Change the schedule to better reflect “underpaid worker’s hours”
(whenever I want to work, or at least 6-7 hours a day)

Do the job I agreed to do before arriving

learn to say “no, that’s something I don’t think I’ll be able to do”

  • I’m sleepy most of the time

The remedies for the first issue fixes this problem too

  • I don’t want to sleep in a dorm style room with strangers and all of my possessions potentially being “up for grabs” while I slumber like Rip Van Winkle


Move to a smaller room that isn’t generally available to customers.  This would prevent me from ever having to move into the dorms if the hotel became fully occupied

  • I don’t appreciate being micro-managed by people who don’t know what they are doing and are not my boss



  • I don’t enjoy wearing multiple hats as the underpaid worker

The remedy for the last issue also works for this one as well.  All of the tasks I agreed to do here can be done remotely.  

All roads led to me telling my boss that I intended to move to a larger city (which happened to be Coban because it’s within the closest proximity).  

I did not ask to move because I didn’t want there to be room for my boss to say no.  If he had said no, I was prepared to give him time to rethink, and me potentially walk away.  
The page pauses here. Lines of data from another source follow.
use anyhow::{anyhow, Context, Result};
use image::{Rgb, RgbImage};
use rand::Rng;
use url::Url;

use super::{FrameSource, SourceStats};
use crate::config::SourceSettings;
use crate::frame::Frame;

const SKY: [u8; 3] = [150, 180, 210];
const ROAD: [u8; 3] = [70, 70, 75];
const SIGN_GREEN: [u8; 3] = [0, 120, 40];
const LETTERING: [u8; 3] = [245, 245, 245];
const PLATE: [u8; 3] = [235, 235, 235];

/// Synthetic street scene for `stub://` URIs.
///
/// Each frame has a sky band, a road, a green street-name sign that drifts
/// sideways and a white plate near the bottom, plus low-amplitude noise so
/// consecutive frames differ.
pub struct SyntheticSource {
    uri: String,
    width: u32,
    height: u32,
    limit: Option<u64>,
    frame_count: u64,
}

impl SyntheticSource {
    pub fn new(uri: &str, settings: &SourceSettings) -> Result<Self> {
        let parsed = Url::parse(uri).with_context(|| format!("invalid stub uri '{}'", uri))?;
        let mut limit = None;
        for (key, value) in parsed.query_pairs() {
            if key == "frames" {
                let frames: u64 = value
                    .parse()
                    .map_err(|_| anyhow!("stub frames must be an integer, got '{}'", value))?;
                limit = Some(frames);
            }
        }
        if settings.width == 0 || settings.height == 0 {
            return Err(anyhow!("synthetic frames need a non-zero size"));
        }
        Ok(Self {
            uri: uri.to_string(),
            width: settings.width,
            height: settings.height,
            limit,
            frame_count: 0,
        })
    }

    fn render(&self) -> RgbImage {
        let (w, h) = (self.width, self.height);
        let horizon = h * 2 / 5;
        let mut image = RgbImage::from_fn(w, h, |_, y| Rgb(if y < horizon { SKY } else { ROAD }));

        let sign_w = (w / 5).max(1);
        let sign_h = (w * 3 / 50).max(1);
        let drift = (self.frame_count % 40) as u32;
        let sign_x = (w * 11 / 20 + drift).min(w.saturating_sub(sign_w));
        let sign_y = h * 3 / 20;
        fill(&mut image, sign_x, sign_y, sign_w, sign_h, SIGN_GREEN);
        fill(
            &mut image,
            sign_x + sign_w / 8,
            sign_y + sign_h / 3,
            sign_w * 3 / 4,
            sign_h / 3,
            LETTERING,
        );

        fill(&mut image, w / 10 + 4, h * 4 / 5 + 4, 112, 22, PLATE);

        let mut rng = rand::thread_rng();
        for px in image.pixels_mut() {
            for channel in px.0.iter_mut() {
                let noise: i16 = rng.gen_range(-3..=3);
                *channel = (*channel as i16 + noise).clamp(0, 255) as u8;
            }
        }
        image
    }
}

fn fill(image: &mut RgbImage, x: u32, y: u32, w: u32, h: u32, color: [u8; 3]) {
    let x2 = x.saturating_add(w).min(image.width());
    let y2 = y.saturating_add(h).min(image.height());
    for yy in y..y2 {
        for xx in x..x2 {
            image.put_pixel(xx, yy, Rgb(color));
        }
    }
}

impl FrameSource for SyntheticSource {
    fn connect(&mut self) -> Result<()> {
        log::info!("SyntheticSource: connected to {}", self.uri);
        Ok(())
    }

    fn next_frame(&mut self) -> Result<Option<Frame>> {
        if self.limit.is_some_and(|limit| self.frame_count >= limit) {
            return Ok(None);
        }
        self.frame_count += 1;
        Ok(Some(Frame::new(self.render(), self.frame_count)))
    }

    fn is_healthy(&self) -> bool {
        true
    }

    fn stats(&self) -> SourceStats {
        SourceStats {
            frames_captured: self.frame_count,
            uri: self.uri.clone(),
        }
    }

    fn frame_count_hint(&self) -> Option<u64> {
        self.limit
    }
}

#[cfg(test)]
mod tests {
    use super::*;
    use crate::detect::{DetectorBackend, HsvSignBackend};

    #[test]
    fn frames_use_configured_size_and_sequence() -> Result<()> {
        let settings = SourceSettings {
            width: 320,
            height: 240,
            ..SourceSettings::default()
        };
        let mut source = SyntheticSource::new("stub://street", &settings)?;
        source.connect()?;
        let first = source.next_frame()?.ok_or_else(|| anyhow!("no frame"))?;
        let second = source.next_frame()?.ok_or_else(|| anyhow!("no frame"))?;
        assert_eq!((first.width(), first.height()), (320, 240));
        assert_eq!(first.sequence, 1);
        assert_eq!(second.sequence, 2);
        assert_ne!(first.pixels(), second.pixels());
        assert_eq!(source.frame_count_hint(), None);
        Ok(())
    }

    #[test]
    fn scene_contains_a_detectable_sign() -> Result<()> {
        let mut source = SyntheticSource::new("stub://street", &SourceSettings::default())?;
        let frame = source.next_frame()?.ok_or_else(|| anyhow!("no frame"))?;
        let detections = HsvSignBackend::default().detect(&frame)?;
        assert_eq!(detections.len(), 1);
        Ok(())
    }

    #[test]
    fn bad_frame_limit_is_rejected() {
        assert!(SyntheticSource::new("stub://x?frames=many", &SourceSettings::default()).is_err());
    }
}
I proposed that I move to Coban and argued that my productivity towards online tasks would increase if internet wasn’t a novelty, but a norm.  I told him that I was moving on Tuesday, July 11th.  He asked what I needed from him.  I quote, “I am a genie here to grant your wishes”.  I wasn’t expecting him to say that, so I added some sprinkles to my request by asking him to help find a place and provide transportation for me to get there and return to Semuc Champey when necessary while I am away.

He agreed

Later I was notified that I was going to be given a raise and if he is happy with the quality of my work, I have the opportunity to receive a bonus or stay on the job longer⎯  I think that my boss is just trying to ensure that I actually am going to continue working and not quit.   
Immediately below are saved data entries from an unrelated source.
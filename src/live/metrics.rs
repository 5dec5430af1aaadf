use std::collections::VecDeque;
use std::time::{Duration, Instant};

use serde::Serialize;

pub const METRICS_HISTORY_CAP: usize = 1000;

#[derive(Clone, Copy, Debug)]
pub struct MetricPoint {
    pub fps: f64,
    pub latency_ms: f64,
    pub detections: u64,
    pub at: Instant,
}

#[derive(Clone, Copy, Debug, Default, PartialEq, Serialize)]
pub struct MetricAverages {
    pub fps: f64,
    pub latency_ms: f64,
    pub detections: f64,
}

/// Bounded history of per-frame metrics, oldest evicted first.
#[derive(Debug, Default)]
pub struct StreamMetrics {
    history: VecDeque<MetricPoint>,
}

impl StreamMetrics {
    pub fn new() -> Self {
        Self::default()
    }

    pub fn add(&mut self, fps: f64, latency_ms: f64, detections: u64) {
        self.push(MetricPoint {
            fps,
            latency_ms,
            detections,
            at: Instant::now(),
        });
    }

    pub fn push(&mut self, point: MetricPoint) {
        self.history.push_back(point);
        while self.history.len() > METRICS_HISTORY_CAP {
            self.history.pop_front();
        }
    }

    pub fn len(&self) -> usize {
        self.history.len()
    }

    pub fn is_empty(&self) -> bool {
        self.history.is_empty()
    }

    /// Points recorded within the last `window`.
    pub fn recent(&self, window: Duration) -> Vec<MetricPoint> {
        let now = Instant::now();
        self.history
            .iter()
            .filter(|p| now.saturating_duration_since(p.at) <= window)
            .copied()
            .collect()
    }

    pub fn average(&self, window: Duration) -> MetricAverages {
        let recent = self.recent(window);
        if recent.is_empty() {
            return MetricAverages::default();
        }
        let n = recent.len() as f64;
        MetricAverages {
            fps: recent.iter().map(|p| p.fps).sum::<f64>() / n,
            latency_ms: recent.iter().map(|p| p.latency_ms).sum::<f64>() / n,
            detections: recent.iter().map(|p| p.detections as f64).sum::<f64>() / n,
        }
    }
}
//! streamsafe - command line front end
//!
//! `redact` blurs a single image, `process` runs an offline job with a
//! progress bar, `health` queries a running streamsafed.

use anyhow::{anyhow, Context, Result};
use clap::{Parser, Subcommand};
use std::io::IsTerminal;
use std::path::{Path, PathBuf};
use std::time::{Duration, Instant};

use streamsafe::format::{format_detection_count, format_duration, processing_speed};
use streamsafe::jobs::{JobService, JobSpec, JobStatus};
use streamsafe::{
    ui, DetectionSettings, Frame, Quality, StreamSafeClient, StreamSafeConfig, StreamSafeProcessor,
};

const POLL_INTERVAL: Duration = Duration::from_millis(200);

#[derive(Parser, Debug)]
#[command(author, version, about = "Privacy redaction for video and images")]
struct Args {
    /// Output mode: auto, plain, or pretty.
    #[arg(long, default_value = "auto", value_name = "MODE", global = true)]
    ui: String,
    #[command(subcommand)]
    command: Command,
}

#[derive(Subcommand, Debug)]
enum Command {
    /// Redact a single image.
    Redact {
        #[arg(long, value_name = "PATH")]
        input: PathBuf,
        #[arg(long, value_name = "PATH")]
        output: PathBuf,
        /// Comma-separated kinds to redact (plates, signs, blocks).
        #[arg(long, default_value = "plates,signs,blocks")]
        enable: String,
    },
    /// Redact videos, image folders or stub:// sources into image sequences.
    Process {
        #[arg(long = "input", value_name = "URI", required = true)]
        inputs: Vec<String>,
        #[arg(long, value_name = "DIR")]
        out: Option<PathBuf>,
        /// Output quality preset: low, medium, high, ultra.
        #[arg(long, default_value = "medium")]
        quality: String,
        #[arg(long, default_value = "plates,signs,blocks")]
        enable: String,
    },
    /// Query a running streamsafed.
    Health {
        #[arg(long, env = "STREAMSAFE_URL", default_value = "http://127.0.0.1:8000")]
        url: String,
        #[arg(long, env = "STREAMSAFE_API_TOKEN_PATH", value_name = "PATH")]
        token_file: Option<PathBuf>,
    },
}

fn main() -> Result<()> {
    env_logger::Builder::from_env(env_logger::Env::default().default_filter_or("warn")).init();
    let args = Args::parse();
    let is_tty = std::io::stderr().is_terminal();
    let stdout_is_tty = std::io::stdout().is_terminal();
    let ui = ui::Ui::from_args(Some(&args.ui), is_tty, !stdout_is_tty);

    match args.command {
        Command::Redact {
            input,
            output,
            enable,
        } => redact(&ui, &input, &output, &enable),
        Command::Process {
            inputs,
            out,
            quality,
            enable,
        } => process(&ui, inputs, out, &quality, &enable),
        Command::Health { url, token_file } => health(&url, token_file),
    }
}

fn redact(ui: &ui::Ui, input: &Path, output: &Path, enable: &str) -> Result<()> {
    let settings = DetectionSettings::from_csv(enable)?;
    let config = StreamSafeConfig::load()?;

    let mut processor = {
        let _stage = ui.stage("Loading detectors");
        StreamSafeProcessor::from_config(&config.detectors)?
    };
    let mut frame = {
        let _stage = ui.stage("Reading image");
        let image = image::open(input)
            .with_context(|| format!("open {}", input.display()))?
            .to_rgb8();
        Frame::new(image, 0)
    };
    let report = {
        let _stage = ui.stage("Redacting");
        processor.process_still(&mut frame, &settings)
    };
    {
        let _stage = ui.stage("Writing output");
        frame
            .image()
            .save(output)
            .with_context(|| format!("write {}", output.display()))?;
    }
    println!(
        "{} ({} regions blurred) -> {}",
        format_detection_count(report.detection_count() as u64),
        report.redacted_regions,
        output.display()
    );
    Ok(())
}

fn process(
    ui: &ui::Ui,
    inputs: Vec<String>,
    out: Option<PathBuf>,
    quality: &str,
    enable: &str,
) -> Result<()> {
    let settings = DetectionSettings::from_csv(enable)?;
    let quality = Quality::parse_or_default(quality);
    let config = StreamSafeConfig::load()?;
    let output_root = out.unwrap_or_else(|| config.jobs.output_dir.clone());

    let factory = StreamSafeProcessor::factory(config.detectors.clone());
    let service = JobService::new(factory, output_root, config.source.clone(), config.jobs.history_cap);
    let spec = JobSpec::batch(inputs, settings, quality);
    let id = service.submit(spec)?;
    service.start(&id)?;

    let started = Instant::now();
    let mut progress = ui.progress(&format!("Job {}", id));
    let job = loop {
        let job = service
            .get(&id)?
            .ok_or_else(|| anyhow!("job {} disappeared", id))?;
        let fps = processing_speed(job.processed_frames, started.elapsed().as_secs_f64());
        progress.update(job.progress, &job.current_stage, fps, job.eta_seconds());
        if job.status.is_terminal() {
            break job;
        }
        std::thread::sleep(POLL_INTERVAL);
    };
    service.join(&id)?;

    match job.status {
        JobStatus::Completed => {
            progress.finish(&format!(
                "✔ {} frames in {}",
                job.processed_frames,
                format_duration(job.duration())
            ));
            println!("{}", serde_json::to_string_pretty(&job.output)?);
            Ok(())
        }
        JobStatus::Cancelled => {
            progress.finish("cancelled");
            Err(anyhow!("job {} cancelled", id))
        }
        _ => {
            progress.finish("failed");
            Err(anyhow!(
                "job {} failed: {}",
                id,
                job.error_message.as_deref().unwrap_or("unknown error")
            ))
        }
    }
}

fn health(url: &str, token_file: Option<PathBuf>) -> Result<()> {
    let token = match token_file {
        Some(path) => Some(
            std::fs::read_to_string(&path)
                .with_context(|| format!("read token file {}", path.display()))?
                .trim()
                .to_string(),
        ),
        None => None,
    };
    let client = StreamSafeClient::new(url, token);
    let health = client.health()?;
    println!("{}", serde_json::to_string_pretty(&health)?);
    Ok(())
}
I am beyond excited!  I spoke up and got more than what I asked for.  

Man, this is my summer to shine.  I am radiating!  

Although I asked for help finding a place to stay, I did my own investigating and found a place on trusty Airb&b and was able to negotiate a lower rate for an extended stay.  
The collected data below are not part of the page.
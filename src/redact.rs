//! In-place region blurring.

use image::{imageops, RgbImage};
use serde::{Deserialize, Serialize};

use crate::frame::Frame;
use crate::region::Region;

#[derive(Clone, Copy, Debug, PartialEq, Eq, Serialize, Deserialize)]
#[serde(tag = "type", rename_all = "snake_case")]
pub enum BlurKind {
    /// Gaussian blur; sigma follows the kernel size.
    Gaussian { kernel: u32 },
    /// Normalized box filter.
    Box { kernel: u32 },
}

impl BlurKind {
    pub fn kernel(&self) -> u32 {
        match self {
            BlurKind::Gaussian { kernel } | BlurKind::Box { kernel } => *kernel,
        }
    }
}

/// Sigma OpenCV derives for a Gaussian kernel when none is given.
pub fn gaussian_sigma(kernel: u32) -> f32 {
    0.3 * ((kernel.max(1) as f32 - 1.0) * 0.5 - 1.0) + 0.8
}

/// Blur `region` of `frame` in place. Returns false if the region lies outside the frame.
pub fn redact_region(frame: &mut Frame, region: Region, kind: BlurKind) -> bool {
    let Some(region) = region.clamp_to(frame.width(), frame.height()) else {
        return false;
    };
    let image = frame.image_mut();
    let roi = imageops::crop_imm(
        &*image,
        region.x1,
        region.y1,
        region.width(),
        region.height(),
    )
    .to_image();

    let blurred = match kind {
        BlurKind::Gaussian { kernel } => imageops::blur(&roi, gaussian_sigma(kernel)),
        BlurKind::Box { kernel } => box_blur(&roi, kernel),
    };
    imageops::replace(image, &blurred, region.x1 as i64, region.y1 as i64);
    true
}

/// Normalized box filter with reflect-101 borders.
pub fn box_blur(image: &RgbImage, kernel: u32) -> RgbImage {
    let (w, h) = image.dimensions();
    if w == 0 || h == 0 || kernel <= 1 {
        return image.clone();
    }
    let radius = (kernel / 2) as i64;
    let (wu, hu) = (w as usize, h as usize);
    let src = image.as_raw();

    // Horizontal pass into f32 accumulators, then vertical pass.
    let mut horizontal = vec![0f32; wu * hu * 3];
    let mut line = vec![0f32; wu + 2 * radius as usize];
    for y in 0..hu {
        for c in 0..3 {
            for (i, slot) in line.iter_mut().enumerate() {
                let x = reflect101(i as i64 - radius, wu);
                *slot = src[(y * wu + x) * 3 + c] as f32;
            }
            let sums = window_sums(&line, kernel as usize);
            for x in 0..wu {
                horizontal[(y * wu + x) * 3 + c] = sums[x];
            }
        }
    }

    let area = (kernel as u64 * kernel as u64) as f32;
    let mut out = RgbImage::new(w, h);
    let dst: &mut [u8] = &mut out;
    let mut column = vec![0f32; hu + 2 * radius as usize];
    for x in 0..wu {
        for c in 0..3 {
            for (i, slot) in column.iter_mut().enumerate() {
                let y = reflect101(i as i64 - radius, hu);
                *slot = horizontal[(y * wu + x) * 3 + c];
            }
            let sums = window_sums(&column, kernel as usize);
            for y in 0..hu {
                dst[(y * wu + x) * 3 + c] = (sums[y] / area).round().clamp(0.0, 255.0) as u8;
            }
        }
    }
    out
}

/// Sliding sums of `window` consecutive values; yields `values.len() - window + 1` sums.
fn window_sums(values: &[f32], window: usize) -> Vec<f32> {
    let count = values.len() + 1 - window;
    let mut sums = Vec::with_capacity(count);
    let mut acc: f32 = values[..window].iter().sum();
    sums.push(acc);
    for i in 1..count {
        acc += values[i + window - 1] - values[i - 1];
        sums.push(acc);
    }
    sums
}

fn reflect101(mut i: i64, n: usize) -> usize {
    let n = n as i64;
    if n == 1 {
        return 0;
    }
    loop {
        if i < 0 {
            i = -i;
        } else if i >= n {
            i = 2 * n - 2 - i;
        } else {
            return i as usize;
        }
    }
}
I’ve also learned that EVERYTHING is up for negotiation!  I’m NOT saying that it will always work in your favor, but I’ve figured out that it is best for me to ask and be told “no” than to be left wondering.  

Want something? Make a proposal and try stating what you want in a “telling tone”, rather than in an “asking manner”.  I was able to articulate what I wanted this way because I was willing to walk away if my request wasn’t met with a “yes”.  Walk away for me means leave here, and shop around my talent at other hotels or just go on an extended vacation.    This is possible because I trust in the power of faith and am confident in my own abilities.  

I wasn’t always this way.  I’ve evolved  into being confident in my awesome-ness while being here in Guatemala. I have certainly learned to appreciate myself.  As my own confidence has grown, the way I present and carry myself has changed.  My presentation (the way I walk, sit, converse, respond) shows others that I believe in me.

I felt the need to explain how this is possible because I don’t want others to read my blog and think I am wealthy and living in some sort of La La Land.  I want to be completely transparent to show you that we all have the capability of being in situations where “you are winning.”  But to get there takes sacrifice and being open to challenges.  I am truly exercising faith because again, I do not have all of the answers, yet I just believe that I don’t need to worry.  What is for me, is for me and I will flourish.

Until next time!

Be brave people!  

Even if it’s a small thing, change something!  

Practice, so that self advocacy becomes a routine!